A lot of scientific evidence suggests that the world once experienced a flood so large that it covered the entire planet, wiping out animals and people. In the Western world, everyone knows the legend of Noah’s Ark and the idea of The Great Flood is deeply tied to many religions.

It turns out that nearly every culture around the world has its own version of a Great Flood story. Most have an element of magic and mythology tied into their stories, while others are simply portraying the flood as factual history.

10 Great Flood In China

Photo credit: National Geographic

In 1920 BC China, the story of their great flood didn’t engulf the entire planet. But for the people living in Lajia in the northwestern Qinghai province, it probably seemed that way.
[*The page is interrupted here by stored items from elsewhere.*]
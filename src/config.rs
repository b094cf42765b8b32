//! Runtime settings: the environment, plus the profile saved by the setup
//! wizard in `~/.config/pokemon-terminal/kitty-profile.json`.
//!
//! Environment variables always win over the saved profile.

use std::env;
use std::fs;
use std::path::{Path, PathBuf};

use anyhow::{Context, Result};
use serde::Deserialize;
use tracing::debug;

use crate::palette::TextMode;

/// Set by Kitty in every window it spawns.
pub const KITTY_WINDOW_ID: &str = "KITTY_WINDOW_ID";
/// `light`, `dark` or `auto`.
pub const TEXT_MODE_VAR: &str = "POKEMON_TERMINAL_KITTY_TEXT_MODE";
/// Password for Kitty remote control, read by `kitty @`.
pub const RC_PASSWORD_VAR: &str = "KITTY_RC_PASSWORD";
/// Overrides the brightness dataset location.
pub const DATA_VAR: &str = "POKEMON_TERMINAL_DATA";
/// Overrides the converted image cache directory.
pub const CACHE_VAR: &str = "POKEMON_TERMINAL_CACHE";

const APP_DIR: &str = "pokemon-terminal";

/// Profile persisted by the setup wizard. Unknown fields are ignored.
#[derive(Debug, Clone, Default, PartialEq, Eq, Deserialize)]
pub struct Profile {
    /// Saved text mode.
    #[serde(default)]
    pub text_mode: Option<String>,
    /// Saved Kitty remote control password.
    #[serde(default)]
    pub kitty_rc_password: Option<String>,
}

impl Profile {
    /// Default profile location.
    #[must_use]
    pub fn default_path() -> Option<PathBuf> {
        let home = dirs::home_dir()?;
        Some(home.join(".config").join(APP_DIR).join("kitty-profile.json"))
    }

    /// Read a profile file.
    ///
    /// # Errors
    ///
    /// Returns an error if the file cannot be read or is not a JSON object.
    pub fn load(path: &Path) -> Result<Self> {
        let text = fs::read_to_string(path)
            .with_context(|| format!("Failed to read profile {}", path.display()))?;
        serde_json::from_str(&text)
            .with_context(|| format!("Failed to parse profile {}", path.display()))
    }

    /// The profile at the default location, or nothing if it is missing or
    /// unreadable.
    #[must_use]
    pub fn load_default() -> Option<Self> {
        let path = Self::default_path()?;
        if !path.exists() {
            return None;
        }
        Profile::load(&path)
            .inspect_err(|err| debug!("ignoring saved profile: {err:#}"))
            .ok()
    }
}

/// Everything the adapters need to know about the session.
#[derive(Debug, Clone, PartialEq)]
pub struct Settings {
    /// Kitty window id, present when running inside Kitty.
    pub session_id: Option<String>,
    /// Requested text mode.
    pub text_mode: TextMode,
    /// Kitty remote control password.
    pub rc_password: Option<String>,
    /// Brightness dataset.
    pub data_path: PathBuf,
    /// Directory for converted images.
    pub cache_dir: PathBuf,
}

impl Settings {
    /// Settings from the process environment and the saved profile.
    #[must_use]
    pub fn from_env() -> Self {
        Self::resolve(|key| env::var(key).ok(), Profile::load_default())
    }

    /// Settings from a variable lookup and an optional profile.
    pub fn resolve(lookup: impl Fn(&str) -> Option<String>, profile: Option<Profile>) -> Self {
        let profile = profile.unwrap_or_default();

        let text_mode = lookup(TEXT_MODE_VAR)
            .or(profile.text_mode)
            .map(|mode| TextMode::parse(&mode))
            .unwrap_or_default();
        let rc_password = lookup(RC_PASSWORD_VAR)
            .or(profile.kitty_rc_password)
            .filter(|p| !p.is_empty());
        let data_path = lookup(DATA_VAR).map_or_else(default_data_path, PathBuf::from);
        let cache_dir = lookup(CACHE_VAR).map_or_else(default_cache_dir, PathBuf::from);

        Self {
            session_id: lookup(KITTY_WINDOW_ID),
            text_mode,
            rc_password,
            data_path,
            cache_dir,
        }
    }
}

fn default_data_path() -> PathBuf {
    dirs::data_dir()
        .unwrap_or_else(|| PathBuf::from("."))
        .join(APP_DIR)
        .join("pokemon.txt")
}

fn default_cache_dir() -> PathBuf {
    dirs::cache_dir()
        .or_else(|| dirs::home_dir().map(|home| home.join(".cache")))
        .unwrap_or_else(env::temp_dir)
        .join(APP_DIR)
        .join("kitty-images")
}

#[cfg(test)]
mod tests {
    use super::*;
    use std::collections::HashMap;
    use tempfile::TempDir;

    fn lookup(vars: &[(&'static str, &'static str)]) -> impl Fn(&str) -> Option<String> {
        let vars: HashMap<&str, &str> = vars.iter().copied().collect();
        move |key| vars.get(key).map(ToString::to_string)
    }

    #[test]
    fn test_defaults() {
        let settings = Settings::resolve(lookup(&[]), None);
        assert_eq!(settings.session_id, None);
        assert_eq!(settings.text_mode, TextMode::Auto);
        assert_eq!(settings.rc_password, None);
        assert!(settings.data_path.ends_with("pokemon-terminal/pokemon.txt"));
        assert!(settings.cache_dir.ends_with("pokemon-terminal/kitty-images"));
    }

    #[test]
    fn test_env_overrides() {
        let settings = Settings::resolve(
            lookup(&[
                (KITTY_WINDOW_ID, "12"),
                (TEXT_MODE_VAR, "DARK"),
                (RC_PASSWORD_VAR, "secret"),
                (DATA_VAR, "/data/pokemon.txt"),
                (CACHE_VAR, "/tmp/cache"),
            ]),
            None,
        );
        assert_eq!(settings.session_id.as_deref(), Some("12"));
        assert_eq!(settings.text_mode, TextMode::Dark);
        assert_eq!(settings.rc_password.as_deref(), Some("secret"));
        assert_eq!(settings.data_path, PathBuf::from("/data/pokemon.txt"));
        assert_eq!(settings.cache_dir, PathBuf::from("/tmp/cache"));
    }

    #[test]
    fn test_profile_fills_gaps() {
        let profile = Profile {
            text_mode: Some("light".into()),
            kitty_rc_password: Some("saved".into()),
        };

        let settings = Settings::resolve(lookup(&[]), Some(profile.clone()));
        assert_eq!(settings.text_mode, TextMode::Light);
        assert_eq!(settings.rc_password.as_deref(), Some("saved"));

        let settings = Settings::resolve(
            lookup(&[(TEXT_MODE_VAR, "auto"), (RC_PASSWORD_VAR, "env")]),
            Some(profile),
        );
        assert_eq!(settings.text_mode, TextMode::Auto);
        assert_eq!(settings.rc_password.as_deref(), Some("env"));
    }

    #[test]
    fn test_empty_password_is_none() {
        let settings = Settings::resolve(lookup(&[(RC_PASSWORD_VAR, "")]), None);
        assert_eq!(settings.rc_password, None);
    }

    #[test]
    fn test_profile_load() -> Result<()> {
        let dir = TempDir::new()?;
        let path = dir.path().join("kitty-profile.json");
        let json = r#"{"pokemon_selector": "25", "text_mode": "dark", "kitty_rc_password": "pw"}"#;
        fs::write(&path, json)?;
        let profile = Profile::load(&path)?;
        assert_eq!(profile.text_mode.as_deref(), Some("dark"));
        assert_eq!(profile.kitty_rc_password.as_deref(), Some("pw"));

        fs::write(&path, "{}")?;
        assert_eq!(Profile::load(&path)?, Profile::default());

        fs::write(&path, "{not json")?;
        assert!(Profile::load(&path).is_err());
        Ok(())
    }
}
It all started with an earthquake. Rocks from the mountains fell, blocking the Yellow River and creating a natural dam. A lot of people died during this earthquake, and archaeologists have compared the remains to Pompeii because many bodies were still in the villagers’ original homes, perfectly preserved under sediment.

Lajia couldn’t catch a break because that natural dam began collecting rainwater over the course of a year. It eventually burst, killing even more people with a massive flood. Survivors had to run to high ground, and everywhere—as far as their eyes could see—was covered in water.

Emperor Yu spent 22 years diverting the water. Once the people regained their land, Yu began to rebuild Chinese civilization from the ground up. As the story was passed on by word of mouth over thousands of years, it became increasingly grandiose.

This made a lot of modern-day people brush it off as a myth. But scientists have studied the rock formations near the Yellow River and proved that the flood really did happen.[1]

9 Matsya’s Warning

Photo credit: Ancient Origins

In Hinduism, the god Vishnu takes the form of 10 different avatars. One of them is the fish, Matsya.

According to Indian mythology, King Manu poured water into his hands and found a tiny fish. It begged for his help to survive, so he decided to put it in a pitcher of water.

By the next day, the fish had doubled in size, so King Manu kept putting it in a bigger tank. It became so massive that he brought it to the ocean. He realized that this fish was the god Vishnu, and it was grateful for his kindness. His reward was the warning that there would be a horrible drought, followed by intense rainfall and flooding.[2]

Vishnu instructed King Manu to gather all living plants and animals to survive the flood in a large boat. He brought along seven sages and their families. The sages were wise men who held all the world’s knowledge. They had to settle on land at the top of a mountain, where they proceeded to rebuild civilization.


8 Entrance To The Fourth World

According to Native American mythology, there have been different stages of humanity that are split into sagas of the first, second, third, and fourth worlds. Every Native American tribe has a similar story of a great flood. It all starts with their creator gods being displeased with the way people have been behaving. The gods want humanity to start over, so they send a flood to cover the planet.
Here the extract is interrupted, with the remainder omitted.